**Saved data entries:**
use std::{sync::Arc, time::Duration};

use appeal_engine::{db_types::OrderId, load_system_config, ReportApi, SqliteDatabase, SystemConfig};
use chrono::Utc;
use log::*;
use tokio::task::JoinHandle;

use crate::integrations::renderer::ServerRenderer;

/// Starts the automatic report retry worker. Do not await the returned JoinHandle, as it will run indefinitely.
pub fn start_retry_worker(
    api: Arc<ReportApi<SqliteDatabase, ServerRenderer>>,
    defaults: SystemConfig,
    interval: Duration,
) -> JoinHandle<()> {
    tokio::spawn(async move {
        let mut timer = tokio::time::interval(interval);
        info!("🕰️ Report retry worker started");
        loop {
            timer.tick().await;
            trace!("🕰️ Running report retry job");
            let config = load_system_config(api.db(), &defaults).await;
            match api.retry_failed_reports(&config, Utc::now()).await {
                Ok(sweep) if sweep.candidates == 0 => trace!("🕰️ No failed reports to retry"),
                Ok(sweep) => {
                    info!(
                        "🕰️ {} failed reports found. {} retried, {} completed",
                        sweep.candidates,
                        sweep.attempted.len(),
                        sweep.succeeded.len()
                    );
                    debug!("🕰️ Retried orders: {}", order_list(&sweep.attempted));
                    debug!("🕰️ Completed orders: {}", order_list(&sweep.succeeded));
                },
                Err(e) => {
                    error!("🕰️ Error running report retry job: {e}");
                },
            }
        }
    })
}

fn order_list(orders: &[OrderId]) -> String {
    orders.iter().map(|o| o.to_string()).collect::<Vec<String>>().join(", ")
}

---

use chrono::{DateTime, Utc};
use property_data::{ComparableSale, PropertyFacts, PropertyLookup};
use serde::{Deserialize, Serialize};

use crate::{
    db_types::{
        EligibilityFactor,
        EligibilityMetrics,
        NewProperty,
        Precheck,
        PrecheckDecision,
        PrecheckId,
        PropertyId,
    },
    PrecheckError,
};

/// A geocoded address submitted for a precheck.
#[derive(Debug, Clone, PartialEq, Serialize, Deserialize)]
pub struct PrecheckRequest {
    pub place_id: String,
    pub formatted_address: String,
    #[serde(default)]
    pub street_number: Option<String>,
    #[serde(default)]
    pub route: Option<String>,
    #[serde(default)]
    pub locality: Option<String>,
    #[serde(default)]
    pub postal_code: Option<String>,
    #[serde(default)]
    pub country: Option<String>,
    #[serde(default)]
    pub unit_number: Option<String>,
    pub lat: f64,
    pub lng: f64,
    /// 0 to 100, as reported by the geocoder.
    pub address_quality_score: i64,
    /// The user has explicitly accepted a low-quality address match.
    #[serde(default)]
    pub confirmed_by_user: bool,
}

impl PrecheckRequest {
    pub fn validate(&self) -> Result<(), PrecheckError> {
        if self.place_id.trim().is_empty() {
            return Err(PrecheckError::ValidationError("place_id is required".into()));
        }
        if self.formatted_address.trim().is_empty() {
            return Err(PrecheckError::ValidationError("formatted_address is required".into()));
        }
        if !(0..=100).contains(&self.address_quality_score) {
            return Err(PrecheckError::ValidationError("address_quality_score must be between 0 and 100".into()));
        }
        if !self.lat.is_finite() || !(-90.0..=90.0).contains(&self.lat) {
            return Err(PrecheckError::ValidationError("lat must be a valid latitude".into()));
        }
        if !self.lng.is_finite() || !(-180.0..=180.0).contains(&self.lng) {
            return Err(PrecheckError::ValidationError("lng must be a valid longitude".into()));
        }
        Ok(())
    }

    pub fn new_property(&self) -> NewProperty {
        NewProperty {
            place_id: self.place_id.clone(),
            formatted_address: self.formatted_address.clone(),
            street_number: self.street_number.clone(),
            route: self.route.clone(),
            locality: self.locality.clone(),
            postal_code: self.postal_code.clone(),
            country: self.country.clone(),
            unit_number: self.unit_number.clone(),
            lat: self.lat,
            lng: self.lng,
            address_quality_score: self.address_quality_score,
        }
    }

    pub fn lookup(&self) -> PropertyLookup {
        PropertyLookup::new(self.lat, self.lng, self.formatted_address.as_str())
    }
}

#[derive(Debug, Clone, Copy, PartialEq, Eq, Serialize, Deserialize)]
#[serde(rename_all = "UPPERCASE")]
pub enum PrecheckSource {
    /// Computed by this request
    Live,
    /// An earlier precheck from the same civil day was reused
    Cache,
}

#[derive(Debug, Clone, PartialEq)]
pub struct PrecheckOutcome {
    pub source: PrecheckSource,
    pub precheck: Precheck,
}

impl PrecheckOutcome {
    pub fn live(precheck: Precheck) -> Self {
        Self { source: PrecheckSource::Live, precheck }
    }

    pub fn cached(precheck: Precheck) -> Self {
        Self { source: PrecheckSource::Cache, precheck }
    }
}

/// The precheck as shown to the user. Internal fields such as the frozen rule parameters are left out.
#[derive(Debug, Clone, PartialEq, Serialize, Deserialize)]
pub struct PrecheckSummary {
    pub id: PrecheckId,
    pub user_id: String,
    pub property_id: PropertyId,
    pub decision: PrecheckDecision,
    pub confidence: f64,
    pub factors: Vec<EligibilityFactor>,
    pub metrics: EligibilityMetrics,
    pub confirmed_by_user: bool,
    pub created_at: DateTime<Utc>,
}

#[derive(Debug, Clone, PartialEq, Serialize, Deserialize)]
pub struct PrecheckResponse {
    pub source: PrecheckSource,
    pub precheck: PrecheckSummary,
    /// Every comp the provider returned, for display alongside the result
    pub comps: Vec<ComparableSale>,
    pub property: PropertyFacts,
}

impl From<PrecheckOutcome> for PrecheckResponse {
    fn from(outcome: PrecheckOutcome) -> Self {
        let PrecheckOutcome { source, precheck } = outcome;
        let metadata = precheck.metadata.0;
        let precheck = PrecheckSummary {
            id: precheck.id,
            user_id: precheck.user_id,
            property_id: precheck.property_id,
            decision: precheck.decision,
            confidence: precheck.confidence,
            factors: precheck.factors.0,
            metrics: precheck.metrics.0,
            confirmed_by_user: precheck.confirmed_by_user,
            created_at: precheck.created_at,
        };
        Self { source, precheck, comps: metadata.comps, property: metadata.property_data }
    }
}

**Task brief:** Please write out, exactly as they appear above, only the lines in the stretch from the line with "pub struct PrecheckResponse" through the line with "let metadata = precheck.metadata.0;".

**Written answer:**
pub struct PrecheckResponse {
    pub source: PrecheckSource,
    pub precheck: PrecheckSummary,
    /// Every comp the provider returned, for display alongside the result
    pub comps: Vec<ComparableSale>,
    pub property: PropertyFacts,
}

impl From<PrecheckOutcome> for PrecheckResponse {
    fn from(outcome: PrecheckOutcome) -> Self {
        let PrecheckOutcome { source, precheck } = outcome;
        let metadata = precheck.metadata.0;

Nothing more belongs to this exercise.